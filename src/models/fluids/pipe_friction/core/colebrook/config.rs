use twine_solvers::equation::bisection;

/// Solver configuration for the Colebrook-White friction factor.
#[derive(Debug, Clone, Copy, PartialEq)]
pub struct ColebrookConfig {
    /// Maximum iteration count for the bisection solve.
    pub max_iters: usize,

    /// Absolute tolerance on the friction factor.
    pub factor_tol: f64,

    /// Absolute tolerance on the implicit equation's residual.
    pub residual_tol: f64,
}

impl Default for ColebrookConfig {
    fn default() -> Self {
        Self {
            max_iters: 100,
            factor_tol: 1e-12,
            residual_tol: 1e-10,
        }
    }
}

impl ColebrookConfig {
    /// Converts this configuration into a bisection solver configuration.
    pub(super) fn bisection(&self) -> bisection::Config {
        bisection::Config {
            max_iters: self.max_iters,
            x_abs_tol: self.factor_tol,
            x_rel_tol: 0.0,
            residual_tol: self.residual_tol,
        }
    }
}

### Directions
From the records above, return each line where "tolerance" occurs.

### Answer to the problem
    /// Absolute tolerance on the friction factor.
    /// Absolute tolerance on the implicit equation's residual.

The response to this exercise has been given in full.